**Problem details**
Could you retype all of the entries below word for word?

*** Opening Records ***

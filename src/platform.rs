//! Platform descriptor.
//!
//! Everything that differs between operating systems is resolved once, at
//! startup, into a [`Platform`] value.  Event handlers consult the
//! descriptor instead of branching on the OS themselves.

/// Operating system family.
#[derive(Debug, Clone, Copy, PartialEq, Eq)]
pub enum Os {
    Linux,
    MacOs,
    Windows,
    Other,
}

impl Os {
    /// The OS this binary was built for.
    pub fn current() -> Self {
        if cfg!(target_os = "linux") {
            Os::Linux
        } else if cfg!(target_os = "macos") {
            Os::MacOs
        } else if cfg!(target_os = "windows") {
            Os::Windows
        } else {
            Os::Other
        }
    }
}

/// Pointer button numbers as reported by the toolkit.
pub const BUTTON_PRIMARY: u32 = 1;
pub const BUTTON_SECONDARY: u32 = 3;

/// Which pointer gesture opens the context menu.
#[derive(Debug, Clone, Copy, PartialEq, Eq)]
pub enum ContextMenuTrigger {
    /// Secondary (right) button only.
    SecondaryButton,
    /// Secondary button, or primary button with Control held.
    SecondaryOrControlClick,
}

impl ContextMenuTrigger {
    /// Whether a press of `button` with Control held (`control`) should
    /// open the menu.
    pub fn matches(&self, button: u32, control: bool) -> bool {
        match self {
            ContextMenuTrigger::SecondaryButton => button == BUTTON_SECONDARY,
            ContextMenuTrigger::SecondaryOrControlClick => {
                button == BUTTON_SECONDARY || (button == BUTTON_PRIMARY && control)
            }
        }
    }
}

/// Resolved per-OS behaviour.
#[derive(Debug, Clone, Copy, PartialEq, Eq)]
pub struct Platform {
    pub os: Os,
    pub context_menu: ContextMenuTrigger,
    /// Whether the window is shown without title bar by default.
    pub borderless: bool,
    /// Whether to try the wlr layer-shell protocol before falling back to
    /// an ordinary toplevel.  Only Linux builds link the layer-shell crate.
    pub layer_shell: bool,
}

impl Platform {
    pub fn for_os(os: Os) -> Self {
        Self {
            os,
            context_menu: match os {
                Os::MacOs => ContextMenuTrigger::SecondaryOrControlClick,
                _ => ContextMenuTrigger::SecondaryButton,
            },
            borderless: os == Os::Windows,
            layer_shell: os == Os::Linux,
        }
    }

    /// Descriptor for the running OS, with an optional border override
    /// from the configuration.
    pub fn detect(borderless: Option<bool>) -> Self {
        let mut platform = Self::for_os(Os::current());
        if let Some(b) = borderless {
            platform.borderless = b;
        }
        platform
    }

    /// Whether a pointer press starts a window drag rather than opening
    /// the menu.
    pub fn starts_drag(&self, button: u32, control: bool) -> bool {
        button == BUTTON_PRIMARY && !self.context_menu.matches(button, control)
    }
}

*** Closing Records ***

**Worked solution**
filename src/platform.rs
//! Platform descriptor.
//!
//! Everything that differs between operating systems is resolved once, at
//! startup, into a [`Platform`] value.  Event handlers consult the
//! descriptor instead of branching on the OS themselves.

/// Operating system family.
#[derive(Debug, Clone, Copy, PartialEq, Eq)]
pub enum Os {
    Linux,
    MacOs,
    Windows,
    Other,
}

impl Os {
    /// The OS this binary was built for.
    pub fn current() -> Self {
        if cfg!(target_os = "linux") {
            Os::Linux
        } else if cfg!(target_os = "macos") {
            Os::MacOs
        } else if cfg!(target_os = "windows") {
            Os::Windows
        } else {
            Os::Other
        }
    }
}

/// Pointer button numbers as reported by the toolkit.
pub const BUTTON_PRIMARY: u32 = 1;
pub const BUTTON_SECONDARY: u32 = 3;

/// Which pointer gesture opens the context menu.
#[derive(Debug, Clone, Copy, PartialEq, Eq)]
pub enum ContextMenuTrigger {
    /// Secondary (right) button only.
    SecondaryButton,
    /// Secondary button, or primary button with Control held.
    SecondaryOrControlClick,
}

impl ContextMenuTrigger {
    /// Whether a press of `button` with Control held (`control`) should
    /// open the menu.
    pub fn matches(&self, button: u32, control: bool) -> bool {
        match self {
            ContextMenuTrigger::SecondaryButton => button == BUTTON_SECONDARY,
            ContextMenuTrigger::SecondaryOrControlClick => {
                button == BUTTON_SECONDARY || (button == BUTTON_PRIMARY && control)
            }
        }
    }
}

/// Resolved per-OS behaviour.
#[derive(Debug, Clone, Copy, PartialEq, Eq)]
pub struct Platform {
    pub os: Os,
    pub context_menu: ContextMenuTrigger,
    /// Whether the window is shown without title bar by default.
    pub borderless: bool,
    /// Whether to try the wlr layer-shell protocol before falling back to
    /// an ordinary toplevel.  Only Linux builds link the layer-shell crate.
    pub layer_shell: bool,
}

impl Platform {
    pub fn for_os(os: Os) -> Self {
        Self {
            os,
            context_menu: match os {
                Os::MacOs => ContextMenuTrigger::SecondaryOrControlClick,
                _ => ContextMenuTrigger::SecondaryButton,
            },
            borderless: os == Os::Windows,
            layer_shell: os == Os::Linux,
        }
    }

    /// Descriptor for the running OS, with an optional border override
    /// from the configuration.
    pub fn detect(borderless: Option<bool>) -> Self {
        let mut platform = Self::for_os(Os::current());
        if let Some(b) = borderless {
            platform.borderless = b;
        }
        platform
    }

    /// Whether a pointer press starts a window drag rather than opening
    /// the menu.
    pub fn starts_drag(&self, button: u32, control: bool) -> bool {
        button == BUTTON_PRIMARY && !self.context_menu.matches(button, control)
    }
}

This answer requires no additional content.